ROCHESTER, N.Y. – Eastman Kodak Co., an iconic U.S. company and at one time a core supplier to chain drug stores, has filed for Chapter 11 bankruptcy protection.

Kodak said Thursday that the company and its subsidiaries made the filing for Chapter 11 business reorganization in the U.S. Bankruptcy Court for the Southern District of New York. The move is expected to help the company shore up its liquidity in the United States and globally, monetize nonstrategic intellectual property, resolve legacy liabilities and focus on its most valuable business lines.

To boost liquidity and working capital, Kodak has obtained a $950 million debtor-in-possession credit facility with an 18-month maturity from Citigroup. The credit facility is subject to court approval.

The photo and imaging products company said it believes that it has sufficient liquidity to operate its business during the reorganization and continue the flow of goods and services to its customers as usual.  

"Kodak is taking a significant step toward enabling our enterprise to complete its transformation," chairman and chief executive officer Antonio Perez said in a statement. "At the same time as we have created our digital business, we have also already effectively exited certain traditional operations, closing 13 manufacturing plants and 130 processing labs, and reducing our workforce by 47,000 since 2003. Now we must complete the transformation by further addressing our cost structure and effectively monetizing noncore IP assets. We look forward to working with our stakeholders to emerge a lean, world-class, digital imaging and materials science company."

Perez noted that the Kodak board and senior management team "unanimously believe that this is a necessary step and the right thing to do for the future of Kodak."

Kodak said it expects to finish its U.S.-based restructuring in 2013 and that Dominic DiNapoli, vice chairman of FTI Consulting, will serve as chief restructuring officer to support the management team during the reorganization.

Kodak's decline began years ago as its dominant film-based photography, supplies and processing business became eclipsed by the burgeoning market for digital cameras and accessories and online photo services. In turn, that market is now being usurped by digital cameras and video camcorders on cell phones and smartphones.

Though Kodak has evolved its business into the digital realm — including photo printers, imaging peripherals, digital capture technology, and online services — many industry observers have said that the company needed to adapt more rapidly amid a fast-changing market with far more players.

In chain drug stores, changes in the front end of the store in recent years reflect the reversal of Kodak's fortunes.

Gone is the large photo department housing film dropoff and processing services along with racks and shelves of film, disposable film cameras and other film camera accessories — once a bastion of the local drug store. These days, chains such as CVS/pharmacy, Walgreens and Rite Aid have slimmed down their photo areas mainly to self-serve kiosks for printing digital photos and creating and ordering photo gifts, as well as a limited selection of inexpensive digital cameras, digital disposable cameras, flash storage devices and digital photo frames. Chains, too, are steering customers to their websites for ordering photo prints and gifts.

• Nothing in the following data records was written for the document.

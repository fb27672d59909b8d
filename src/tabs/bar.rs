use std::cell::{Cell, RefCell};
use std::rc::Rc;

use crate::error::{FlowError, Result};
use crate::navigation::{NavigationStack, Surface};

use super::table::TabId;

/// A selection reported by the tab bar.
#[derive(Debug, Clone, Copy, PartialEq, Eq)]
pub struct TabSelection {
    pub index: usize,
    pub previous: Option<usize>,
}

impl TabSelection {
    /// The user tapped the tab that was already showing.
    pub fn is_reselection(&self) -> bool {
        self.previous == Some(self.index)
    }
}

type SelectionObserver = Rc<dyn Fn(TabSelection)>;

struct AttachedTab {
    id: TabId,
    stack: Rc<NavigationStack>,
}

/// Container surface holding one navigation stack per attached tab.
pub struct TabBar {
    tabs: RefCell<Vec<AttachedTab>>,
    selected: Cell<Option<usize>>,
    previous: Cell<Option<usize>>,
    observers: RefCell<Vec<SelectionObserver>>,
}

impl Default for TabBar {
    fn default() -> Self {
        Self::new()
    }
}

impl TabBar {
    pub fn new() -> Self {
        Self {
            tabs: RefCell::new(Vec::new()),
            selected: Cell::new(None),
            previous: Cell::new(None),
            observers: RefCell::new(Vec::new()),
        }
    }

    /// Appends a tab. The first attached tab becomes the selected one.
    pub fn attach(&self, id: TabId, stack: Rc<NavigationStack>) -> usize {
        let mut tabs = self.tabs.borrow_mut();
        tabs.push(AttachedTab { id, stack });
        if self.selected.get().is_none() {
            self.selected.set(Some(0));
        }
        tabs.len() - 1
    }

    pub fn len(&self) -> usize {
        self.tabs.borrow().len()
    }

    pub fn is_empty(&self) -> bool {
        self.tabs.borrow().is_empty()
    }

    pub fn tab_ids(&self) -> Vec<TabId> {
        self.tabs.borrow().iter().map(|tab| tab.id.clone()).collect()
    }

    pub fn tab_id(&self, index: usize) -> Option<TabId> {
        self.tabs.borrow().get(index).map(|tab| tab.id.clone())
    }

    pub fn stack(&self, index: usize) -> Option<Rc<NavigationStack>> {
        self.tabs
            .borrow()
            .get(index)
            .map(|tab| Rc::clone(&tab.stack))
    }

    pub fn selected_index(&self) -> Option<usize> {
        self.selected.get()
    }

    pub fn previous_index(&self) -> Option<usize> {
        self.previous.get()
    }

    pub fn selected_stack(&self) -> Option<Rc<NavigationStack>> {
        self.selected.get().and_then(|index| self.stack(index))
    }

    pub fn observe(&self, observer: impl Fn(TabSelection) + 'static) {
        self.observers.borrow_mut().push(Rc::new(observer));
    }

    /// Selects `index`, remembering the tab shown before, and notifies every
    /// observer.
    pub fn select(&self, index: usize) -> Result<TabSelection> {
        if index >= self.len() {
            return Err(FlowError::TabIndexOutOfRange(index));
        }
        let previous = self.selected.replace(Some(index));
        self.previous.set(previous);
        let selection = TabSelection { index, previous };

        let observers: Vec<SelectionObserver> = self.observers.borrow().clone();
        for observer in observers {
            observer(selection);
        }
        Ok(selection)
    }
}

impl Surface for TabBar {
    fn title(&self) -> &str {
        "tab_bar"
    }
}

#[cfg(test)]
mod tests {
    use super::*;

    fn bar_with(ids: &[&str]) -> TabBar {
        let bar = TabBar::new();
        for id in ids {
            bar.attach(TabId::from(*id), Rc::new(NavigationStack::new(*id)));
        }
        bar
    }

    #[test]
    fn first_tab_starts_selected() {
        let bar = bar_with(&["main", "more"]);
        assert_eq!(bar.selected_index(), Some(0));
        assert_eq!(bar.selected_stack().unwrap().label(), "main");
    }

    #[test]
    fn select_tracks_previous_and_notifies() {
        let bar = bar_with(&["main", "more"]);
        let seen = Rc::new(RefCell::new(Vec::new()));
        let sink = Rc::clone(&seen);
        bar.observe(move |selection| sink.borrow_mut().push(selection));

        bar.select(1).unwrap();
        let again = bar.select(1).unwrap();

        assert!(again.is_reselection());
        assert_eq!(
            *seen.borrow(),
            vec![
                TabSelection {
                    index: 1,
                    previous: Some(0)
                },
                TabSelection {
                    index: 1,
                    previous: Some(1)
                },
            ]
        );
        assert_eq!(bar.previous_index(), Some(1));
    }

    #[test]
    fn out_of_range_selection_is_rejected() {
        let bar = bar_with(&["main"]);
        assert!(matches!(bar.select(3), Err(FlowError::TabIndexOutOfRange(3))));
        assert_eq!(bar.selected_index(), Some(0));
    }
}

On Thursday, Kodak stressed that it has "made pioneering investments in digital and materials deposition technologies in recent years" and said that in 2011 the company generated about 75% of its revenue from digital businesses.

Perez stated, "Chapter 11 gives us the best opportunities to maximize the value in two critical parts of our technology portfolio: our digital capture patents, which are essential for a wide range of mobile and other consumer electronic devices that capture digital images and have generated over $3 billion of licensing revenues since 2003; and our breakthrough printing and deposition technologies, which give Kodak a competitive advantage in our growing digital businesses."